PHOENIX Magazine partners with the disfigurement charity Changing Faces for their inaugural Facial Equality Day on May 26th to photograph the portraits of three inspirational women who have what society would call an “unusual appearance” in a move to help redefine modern standards of beauty in fashion publishing
Words Hannah Kane
Photography Josh van Gelder
Production Andrea Blood @ Blood & Co
Post-production The Shoemaker’s Elves
Make-up Kelly Mendiola
Hair Stylist Hamilton Stansfield
Photography Assistant James Sharpe
More than a million people in the UK have a significant disfigurement to their face or body. Some are affected from birth such as by cranio-facial syndromes, Neurofibromatosis, birthmarks and cleft lip and palates. Others acquire a disfigurement during their life such as eczema, acne, psoriasis, vitiligo, Bell’s Palsy or from scars and asymmetry from accidents, burns, violence and self-harming, and from cancer treatment or surgery.

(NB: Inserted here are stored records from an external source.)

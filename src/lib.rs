//! Relaygraph: a graph-based workflow execution engine for multi-step
//! processing pipelines.
//!
//! A workflow is a set of named nodes, each backed by an async
//! [`Capability`](capability::Capability), connected by directed edges
//! that may carry routing predicates or contribute to join barriers.
//! The [`Executor`](executor::Executor) seeds a FIFO work queue with an
//! entry node and a payload, then drains it breadth-first, recording
//! every invocation into an [`ExecutionReport`](report::ExecutionReport).
//!
//! Three properties set the engine apart from a static DAG runner:
//!
//! - **The graph is live.** Capabilities hold a handle to the shared
//!   [`GraphStore`](graph::GraphStore) and may register nodes and append
//!   edges mid-run; the executor re-reads edges on every step, so an
//!   orchestrator node can grow the workflow underneath itself.
//! - **Cycles are allowed.** There is no cycle detection; the mandatory
//!   `max_steps` bound turns feedback loops into an informational
//!   `CycleLimitReached` termination instead of a hang.
//! - **Joins are wave-scoped.** Fan-in points accumulate one
//!   contribution per source per message wave and fire their merge
//!   exactly once per wave.
//!
//! # Quick Start
//!
//! ```
//! use std::sync::Arc;
//!
//! use async_trait::async_trait;
//! use relaygraph::capability::{Capability, CapabilityContext, CapabilityError};
//! use relaygraph::executor::{Executor, RunOptions};
//! use relaygraph::graph::{Edge, GraphStore};
//! use relaygraph::message::Message;
//! use serde_json::json;
//!
//! struct Uppercase;
//!
//! #[async_trait]
//! impl Capability for Uppercase {
//!     async fn process(
//!         &self,
//!         input: Message,
//!         _ctx: CapabilityContext,
//!     ) -> Result<Message, CapabilityError> {
//!         let text = input
//!             .payload_str()
//!             .ok_or(CapabilityError::MissingInput { what: "string payload" })?;
//!         Ok(input.reply(json!(text.to_uppercase())))
//!     }
//! }
//!
//! struct Exclaim;
//!
//! #[async_trait]
//! impl Capability for Exclaim {
//!     async fn process(
//!         &self,
//!         input: Message,
//!         _ctx: CapabilityContext,
//!     ) -> Result<Message, CapabilityError> {
//!         let text = input
//!             .payload_str()
//!             .ok_or(CapabilityError::MissingInput { what: "string payload" })?;
//!         Ok(input.reply(json!(format!("{text}!"))))
//!     }
//! }
//!
//! let graph = Arc::new(GraphStore::new());
//! graph.register_node("upper", Uppercase).unwrap();
//! graph.register_node("exclaim", Exclaim).unwrap();
//! graph.add_edge(Edge::new("upper", "exclaim"));
//!
//! let executor = Executor::new(graph);
//! let report = tokio::runtime::Runtime::new()
//!     .unwrap()
//!     .block_on(executor.run("upper", json!("hello"), RunOptions::new(16)))
//!     .unwrap();
//!
//! assert_eq!(report.visit_order(), vec!["upper", "exclaim"]);
//! assert_eq!(
//!     report.last_output("exclaim").unwrap().payload,
//!     json!("HELLO!")
//! );
//! ```
//!
//! # Module Map
//!
//! - [`message`]: the [`Message`](message::Message) envelope with
//!   payload, origin, sequence, and wave.
//! - [`capability`]: the async node trait and its invocation context.
//! - [`graph`]: the shared store of nodes, edges, and join specs.
//! - [`join`]: join specs and wave-scoped barrier semantics.
//! - [`executor`]: the queue-driven run loop, options, and failure
//!   policies.
//! - [`report`]: execution records, faults, and the final report.
//! - [`control`]: record hooks and cooperative cancellation.
//! - [`events`]: the optional observer event stream.

pub mod capability;
pub mod control;
pub mod events;
pub mod executor;
pub mod graph;
pub mod join;
pub mod message;
pub mod report;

Jude Lewis had her face reconstructed after jaw cancer and surgeons removed both her fibulas (calf bones) to complete the reconstruction, yet incredibly discovered a passion for long-distance running post surgery and recently ran the Virgin London Marathon. Tulsi Vagjiani, a burns survivor, works as a Pilates Rehabilitation Specialist and motivational speaker. Natalie Ambersley, who has the skin condition vitiligo, works in a quirky East London company and has a passion for sport. Lensed by well-known industry photographer Josh Van Gelder, the series of beauty portraits celebrates the journeys told by these women’s skin. They share their advice on how to accept yourself as you are.
JUDE LEWIS, 47
Prop Supervisor at the English National Opera
It wasn’t until after her jaw cancer surgery that Jude Lewis took up running. “Literally, it was just a Forest Gump moment. You know, just use it or lose it,” she says. “Some of my friends started doing park runs, and I thought ‘I sort of fancy that’ and it unleashed the demon, the running demon, and I just carried on.” The demon took her to the finish line of the London Marathon this year. All the more impressive considering surgeons removed both her fibulas (calf bones) to reconstruct her jaw after surgery. She has the scars to prove it.
The day of the Marathon marks the six-year anniversary to the day when Lewis underwent the first of her operations. Coming round after theatre, her first concern was that her son, then only three years old, wouldn’t recognise her. “They first thing I said was ‘what do you think Mummy looks like?’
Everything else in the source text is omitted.